WHAT TO DO -
Please repeat exactly the lines below from the one containing "groups.concat()" down to the one containing "pub struct ScheduleRow", both included, and nothing else.

STUDY MATERIAL: Begin

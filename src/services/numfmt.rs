//! Vietnamese number formatting (`1.234.567,5`) and loan schedules.

use serde::{Deserialize, Serialize};

use crate::error::CoreError;

const CURRENCY_SUFFIXES: &[&str] = &["₫", "vnđ", "vnd", "đồng", "đ"];

fn strip_currency(text: &str) -> &str {
    let t = text.trim();
    let lower = t.to_lowercase();
    for suffix in CURRENCY_SUFFIXES {
        if lower.ends_with(suffix) && lower.len() == t.len() {
            return t[..t.len() - suffix.len()].trim_end();
        }
    }
    t
}

fn valid_groups(groups: &[&str]) -> bool {
    match groups.split_first() {
        Some((first, rest)) => {
            (1..=3).contains(&first.len()) && rest.iter().all(|g| g.len() == 3)
        }
        None => false,
    }
}

/// Parses amounts typed the Vietnamese or the English way.
///
/// With both `.` and `,` present the last one is the decimal mark. A single
/// separator kind is grouping when repeated or followed by exactly three
/// digits (`1.500` is fifteen hundred), decimal otherwise.
pub fn parse_amount(text: &str) -> Option<f64> {
    let t = strip_currency(text);
    let (negative, t) = match t.strip_prefix('-') {
        Some(rest) => (true, rest.trim_start()),
        None => (false, t),
    };

    let compact: String = t
        .chars()
        .filter(|c| !matches!(c, ' ' | '\u{a0}' | '\u{202f}'))
        .collect();
    if compact.is_empty() || !compact.chars().all(|c| c.is_ascii_digit() || c == '.' || c == ',') {
        return None;
    }

    let last_dot = compact.rfind('.');
    let last_comma = compact.rfind(',');

    let (int_part, frac_part, group_sep) = match (last_dot, last_comma) {
        (None, None) => (compact.as_str(), "", None),
        (Some(d), Some(c)) => {
            let (dec, grp) = if d > c { (d, ',') } else { (c, '.') };
            (&compact[..dec], &compact[dec + 1..], Some(grp))
        }
        (Some(pos), None) | (None, Some(pos)) => {
            let sep = compact.as_bytes()[pos] as char;
            let repeated = compact.matches(sep).count() > 1;
            let tail = &compact[pos + 1..];
            if repeated || tail.len() == 3 {
                (compact.as_str(), "", Some(sep))
            } else {
                (&compact[..pos], tail, None)
            }
        }
    };

    let digits = match group_sep {
        Some(sep) => {
            let groups: Vec<&str> = int_part.split(sep).collect();
            if !valid_groups(&groups) {
                return None;
            }
            groups.concat()
        }
        None => int_part.to_string(),
    };

    if digits.is_empty() || !digits.chars().all(|c| c.is_ascii_digit()) {
        return None;
    }
    if !frac_part.chars().all(|c| c.is_ascii_digit()) {
        return None;
    }

    let normalized = if frac_part.is_empty() {
        digits
    } else {
        format!("{digits}.{frac_part}")
    };
    let value: f64 = normalized.parse().ok()?;
    Some(if negative { -value } else { value })
}

/// `1234567.891, 2` -> `1.234.567,89`.
pub fn format_number(value: f64, decimals: usize) -> String {
    let formatted = format!("{:.*}", decimals, value.abs());
    let (int_part, frac_part) = match formatted.split_once('.') {
        Some((i, f)) => (i, Some(f)),
        None => (formatted.as_str(), None),
    };

    let mut grouped = String::with_capacity(int_part.len() + int_part.len() / 3);
    for (i, ch) in int_part.chars().enumerate() {
        if i > 0 && (int_part.len() - i) % 3 == 0 {
            grouped.push('.');
        }
        grouped.push(ch);
    }

    let mut out = String::new();
    if value < 0.0 && formatted.chars().any(|c| matches!(c, '1'..='9')) {
        out.push('-');
    }
    out.push_str(&grouped);
    if let Some(f) = frac_part {
        out.push(',');
        out.push_str(f);
    }
    out
}

pub fn format_vnd(amount: f64) -> String {
    format!("{} ₫", format_number(amount.round(), 0))
}

#[derive(Debug, Serialize, Deserialize, Clone, Copy, PartialEq, Eq)]
#[serde(rename_all = "snake_case")]
pub enum RepaymentMethod {
    /// Equal monthly installments.
    Annuity,
    /// Equal principal, interest on the remaining balance ("dư nợ giảm dần").
    Declining,
}

#[derive(Debug, Serialize, Clone, PartialEq)]
pub struct ScheduleRow {
    pub period: u32,
    pub payment: f64,
    pub principal: f64,
    pub interest: f64,
    pub balance: f64,
}

#[derive(Debug, Serialize, Clone, PartialEq)]
pub struct Schedule {
    pub method: RepaymentMethod,
    pub total_payment: f64,
    pub total_interest: f64,
    pub rows: Vec<ScheduleRow>,
}

/// Fifty years; longer terms are rejected before any row is built.
pub const MAX_MONTHS: u32 = 600;

/// Monthly schedule in whole currency units; the last row absorbs rounding.
pub fn amortize(
    principal: f64,
    annual_rate_percent: f64,
    months: u32,
    method: RepaymentMethod,
) -> Result<Schedule, CoreError> {
    if !principal.is_finite() || principal <= 0.0 {
        return Err(CoreError::invalid("Số tiền vay phải lớn hơn 0"));
    }
    if !annual_rate_percent.is_finite() || annual_rate_percent < 0.0 {
        return Err(CoreError::invalid("Lãi suất không hợp lệ"));
    }
    if months == 0 || months > MAX_MONTHS {
        return Err(CoreError::invalid(format!(
            "Kỳ hạn phải từ 1 đến {MAX_MONTHS} tháng"
        )));
    }

    let r = annual_rate_percent / 12.0 / 100.0;
    let n = f64::from(months);
    let principal = principal.round();

    let annuity_payment = if r == 0.0 {
        principal / n
    } else {
        principal * r / (1.0 - (1.0 + r).powf(-n))
    };
    let fixed_principal = (principal / n).round();

    let mut balance = principal;
    let mut rows = Vec::with_capacity(months as usize);

    for period in 1..=months {
        let interest = (balance * r).round();
        let mut principal_part = match method {
            RepaymentMethod::Annuity => (annuity_payment - interest).round(),
            RepaymentMethod::Declining => fixed_principal,
        };
        if period == months || principal_part > balance {
            principal_part = balance;
        }

        balance -= principal_part;
        rows.push(ScheduleRow {
            period,
            payment: principal_part + interest,
            principal: principal_part,
            interest,
            balance,
        });
    }

    let total_payment = rows.iter().map(|r| r.payment).sum();
    let total_interest = rows.iter().map(|r| r.interest).sum();

    Ok(Schedule {
        method,
        total_payment,
        total_interest,
        rows,
    })
}
use std::collections::HashMap;

use serde_json::Value;

use crate::error::ParseError;
use crate::model::entry::TranslationEntry;

/// Collects every non-blank string leaf of an RPG Maker data file.
///
/// Object members named in `skip_keys` are not descended into.
pub fn extract(
    text: &str,
    skip_keys: &[String],
) -> Result<(Value, Vec<TranslationEntry>), ParseError> {
    let text = text.trim_start_matches('\u{feff}');
    if text.trim().is_empty() {
        return Err(ParseError::Empty);
    }

    let document: Value = serde_json::from_str(text)?;

    let mut entries = Vec::new();
    let mut path = Vec::new();
    walk(&document, &mut path, skip_keys, &mut entries);

    Ok((document, entries))
}

fn walk(
    value: &Value,
    path: &mut Vec<String>,
    skip_keys: &[String],
    out: &mut Vec<TranslationEntry>,
) {
    match value {
        Value::String(s) => {
            if !s.trim().is_empty() {
                out.push(TranslationEntry::new(path.join("."), s.clone()));
            }
        }
        Value::Array(items) => {
            for (i, item) in items.iter().enumerate() {
                path.push(i.to_string());
                walk(item, path, skip_keys, out);
                path.pop();
            }
        }
        Value::Object(map) => {
            for (k, v) in map {
                if skip_keys.iter().any(|s| s == k) {
                    continue;
                }
                path.push(k.clone());
                walk(v, path, skip_keys, out);
                path.pop();
            }
        }
        _ => {}
    }
}

/// Writes translated entries back into a copy of `document`.
///
/// Untranslated entries and empty translations leave the original leaf.
pub fn rebuild(document: &Value, entries: &[TranslationEntry]) -> Value {
    let translations: HashMap<&str, &str> = entries
        .iter()
        .filter(|e| e.is_translated && !e.translation.is_empty())
        .map(|e| (e.key.as_str(), e.translation.as_str()))
        .collect();

    let mut out = document.clone();
    if !translations.is_empty() {
        let mut path = Vec::new();
        replace(&mut out, &mut path, &translations);
    }
    out
}

fn replace(value: &mut Value, path: &mut Vec<String>, translations: &HashMap<&str, &str>) {
    match value {
        Value::String(s) => {
            if let Some(t) = translations.get(path.join(".").as_str()) {
                *s = (*t).to_string();
            }
        }
        Value::Array(items) => {
            for (i, item) in items.iter_mut().enumerate() {
                path.push(i.to_string());
                replace(item, path, translations);
                path.pop();
            }
        }
        Value::Object(map) => {
            for (k, v) in map.iter_mut() {
                path.push(k.clone());
                replace(v, path, translations);
                path.pop();
            }
        }
        _ => {}
    }
}

#[cfg(test)]
mod tests {
    use super::*;
    use crate::model::settings::default_skip_keys;

    const MAP: &str = r#"{
        "displayName": "村",
        "events": [
            null,
            {
                "name": "EV001",
                "characterName": "Actor1",
                "pages": [
                    { "list": [ { "code": 401, "parameters": ["こんにちは"] },
                                { "code": 0, "parameters": [] } ] }
                ]
            }
        ],
        "note": "  "
    }"#;

    #[test]
    fn extracts_leaves_with_dotted_keys() {
        let (_, entries) = extract(MAP, &default_skip_keys()).unwrap();
        let keys: Vec<&str> = entries.iter().map(|e| e.key.as_str()).collect();
        assert_eq!(
            keys,
            vec![
                "displayName",
                "events.1.name",
                "events.1.pages.0.list.0.parameters.0",
            ]
        );
        assert!(entries.iter().all(|e| !e.is_translated));
        assert_eq!(entries[2].original, "こんにちは");
    }

    #[test]
    fn rebuild_replaces_only_translated_leaves() {
        let (doc, mut entries) = extract(MAP, &default_skip_keys()).unwrap();
        entries[0].translation = "Làng".into();
        entries[0].is_translated = true;
        entries[2].translation = "Xin chào".into();
        entries[2].is_translated = true;
        entries[1].translation = "ignored".into();

        let out = rebuild(&doc, &entries);
        assert_eq!(out["displayName"], "Làng");
        assert_eq!(out["events"][1]["name"], "EV001");
        assert_eq!(out["events"][1]["characterName"], "Actor1");
        assert_eq!(out["events"][1]["pages"][0]["list"][0]["parameters"][0], "Xin chào");
        assert_eq!(out["events"][0], Value::Null);
    }

    #[test]
    fn key_order_is_preserved() {
        let (doc, entries) = extract(r#"{"b":"x","a":"y"}"#, &[]).unwrap();
        let out = serde_json::to_string(&rebuild(&doc, &entries)).unwrap();
        assert_eq!(out, r#"{"b":"x","a":"y"}"#);
    }

    #[test]
    fn rejects_empty_and_invalid() {
        assert!(matches!(extract("  ", &[]), Err(ParseError::Empty)));
        assert!(matches!(extract("{", &[]), Err(ParseError::Json(_))));
    }
}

STUDY MATERIAL: End

SOLUTION BELOW -
            groups.concat()
        }
        None => int_part.to_string(),
    };

    if digits.is_empty() || !digits.chars().all(|c| c.is_ascii_digit()) {
        return None;
    }
    if !frac_part.chars().all(|c| c.is_ascii_digit()) {
        return None;
    }

    let normalized = if frac_part.is_empty() {
        digits
    } else {
        format!("{digits}.{frac_part}")
    };
    let value: f64 = normalized.parse().ok()?;
    Some(if negative { -value } else { value })
}

/// `1234567.891, 2` -> `1.234.567,89`.
pub fn format_number(value: f64, decimals: usize) -> String {
    let formatted = format!("{:.*}", decimals, value.abs());
    let (int_part, frac_part) = match formatted.split_once('.') {
        Some((i, f)) => (i, Some(f)),
        None => (formatted.as_str(), None),
    };

    let mut grouped = String::with_capacity(int_part.len() + int_part.len() / 3);
    for (i, ch) in int_part.chars().enumerate() {
        if i > 0 && (int_part.len() - i) % 3 == 0 {
            grouped.push('.');
        }
        grouped.push(ch);
    }

    let mut out = String::new();
    if value < 0.0 && formatted.chars().any(|c| matches!(c, '1'..='9')) {
        out.push('-');
    }
    out.push_str(&grouped);
    if let Some(f) = frac_part {
        out.push(',');
        out.push_str(f);
    }
    out
}

pub fn format_vnd(amount: f64) -> String {
    format!("{} ₫", format_number(amount.round(), 0))
}

#[derive(Debug, Serialize, Deserialize, Clone, Copy, PartialEq, Eq)]
#[serde(rename_all = "snake_case")]
pub enum RepaymentMethod {
    /// Equal monthly installments.
    Annuity,
    /// Equal principal, interest on the remaining balance ("dư nợ giảm dần").
    Declining,
}

#[derive(Debug, Serialize, Clone, PartialEq)]
pub struct ScheduleRow {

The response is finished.